Tuesday 21 October 2014 9:02am
The fact that we’re living longer is well-known. But few are aware just how dramatic the changes in mortality have been in the last century.
It’s a topic that has long captured the imagination of Wellington campus epidemiologist Professor Tony Blakely, and one that is explored in-depth in a book he has co-written with Auckland University Professor of epidemiology and biostatistics Alistair Woodward.
Being launched tomorrow, The Healthy Country? A History of Life and Death in New Zealand tells the story of the unique path to low mortality that this country has followed.
Among the most intriguing findings is the fact that when James Cook landed in New Zealand, the life expectancy of Europeans and Māori probably differed by no more than 10 years, Professor Blakely says.
“By 1900, non-Māori in New Zealand had 30 more years of life expectancy than Māori, and held the record for highest life expectancy in the world from 1870 to 1940. No other country has ever held the record for that long.”
Nevertheless, New Zealand still doesn’t do too badly in international terms, he says.
Latest WHO statistics show New Zealand males ranked sixth in the world at 80.2 years (Iceland is top at 81.2, Australia third at 80.5). New Zealand females were out of the top 10 (84.0 years), with Japanese women leading the world with an impressive 87.0 years.
"Is a life expectancy of 80 - or 90, or 100 - enough? Should society be refocusing its efforts in different directions?"
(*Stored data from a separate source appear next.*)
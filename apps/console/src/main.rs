//! # Game Shop Console Entry Point
//!
//! ## Startup Sequence
//! 1. Parse CLI flags
//! 2. Load configuration (defaults, TOML, .env, environment, flags)
//! 3. Initialize tracing (stderr)
//! 4. Open the database and run migrations
//! 5. Run the configured front end until the user quits
//!
//! A database that cannot be opened ends the process with a non-zero
//! status. Quitting from a menu or closing stdin exits with status 0.

use clap::Parser;

use gameshop_console::Cli;

#[tokio::main]
async fn main() -> anyhow::Result<()> {
    // The actual setup is in lib.rs for testability
    gameshop_console::run(Cli::parse()).await
}
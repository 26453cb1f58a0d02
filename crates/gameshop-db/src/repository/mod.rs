//! # Repository Module
//!
//! One repository per table, each implementing the matching store trait
//! from gameshop-core.
//!
//! ## Repository Pattern
//! ```text
//! ┌─────────────────────────────────────────────────────────────────────────┐
//! │  ShopService                                                           │
//! │       │                                                                 │
//! │       │  self.rentals.insert(&rental)     (Arc<dyn RentalStore>)       │
//! │       ▼                                                                 │
//! │  impl RentalStore for RentalRepository                                 │
//! │       │                                                                 │
//! │       │  RentalRepository::insert → DbResult<()>                       │
//! │       │  DbError → CoreError                                           │
//! │       ▼                                                                 │
//! │  SQLite Database                                                       │
//! └─────────────────────────────────────────────────────────────────────────┘
//! ```
//!
//! Inherent methods return [`DbResult`](crate::error::DbResult) and can be
//! used directly (the `seed` binary does); the trait impls fold errors into
//! `CoreError`.
//!
//! ## Available Repositories
//!
//! - [`CustomerRepository`] - Accounts and loyalty balances
//! - [`GameRepository`] - Catalogue and availability
//! - [`RentalRepository`] - Rental agreements and returns
//! - [`SaleRepository`] - Purchases
//! - [`EmployeeRepository`] - Staff accounts

pub mod customer;
pub mod employee;
pub mod game;
pub mod rental;
pub mod sale;

pub use customer::CustomerRepository;
pub use employee::EmployeeRepository;
pub use game::GameRepository;
pub use rental::RentalRepository;
pub use sale::SaleRepository;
Professor Blakely notes that if the most deprived 20 percent of the population was only 15 percent worse off in health terms than the top 20 percent, New Zealand’s life expectancy would jump by two to three years, putting this country back at the top of international rankings.
But while we may not quite rank top of the world at the moment, for the last 100 years, New Zealand life expectancy has been increasing at roughly 2 to 2.5 years per decade - a staggering six hours per day.
This reflects the tremendous joint success of both prevention and better treatment of heart disease and stroke, for which the death rate has fallen by a stunning 80 percent since the 1970s. Even with the obesity epidemic, these death rates are expected to continue to decline, Professor Blakely says.
Mortality from all cancer too has been falling since the mid-1990s due to a mix of prevention, treatment and early detection.
Achieving New Zealand’s Smokefree 2025 goal would lead to more rapid improvements in mortality, and reduced inequalities.
The fact that we’re living longer must rate as one of the biggest successes of society in the last 100 to 200 years, but raises numerous questions about what we should be aiming for, Professor Blakely says.
“Is a life expectancy of 80 - or 90, or 100 - enough? Should society be refocusing its efforts in different directions? Do we need to pay more attention to quality of life, assuming there is a trade-off of quantity and quality, which isn’t altogether clear?”
He notes that Treasury, and society more generally, may argue we need to prioritise productivity of those nearing retirement in order to support the aging population.
“Others propose that we review what is meant ‘productivity’, to capture more accurately the contributions that older individuals make to society.”
Then there is the question of whether the planet can sustain our public health successes, he says.
“Unless consumption patterns change radically, one might question the ecological ethics of lowering human mortality rates further and further.”
He and Professor Woodward hope their book will get people informed and thinking about these issues.
“Thinking about longevity increases means we also need to think about social policy - like the age of entitlement to superannuation - and sustainability.”
The Healthy Country? A History of Life and Death in New Zealand is being launched at a public event tomorrow Wed 22 Oct, 5.30pm to 7pm, at the National Library in Wellington. Published by Auckland University Press.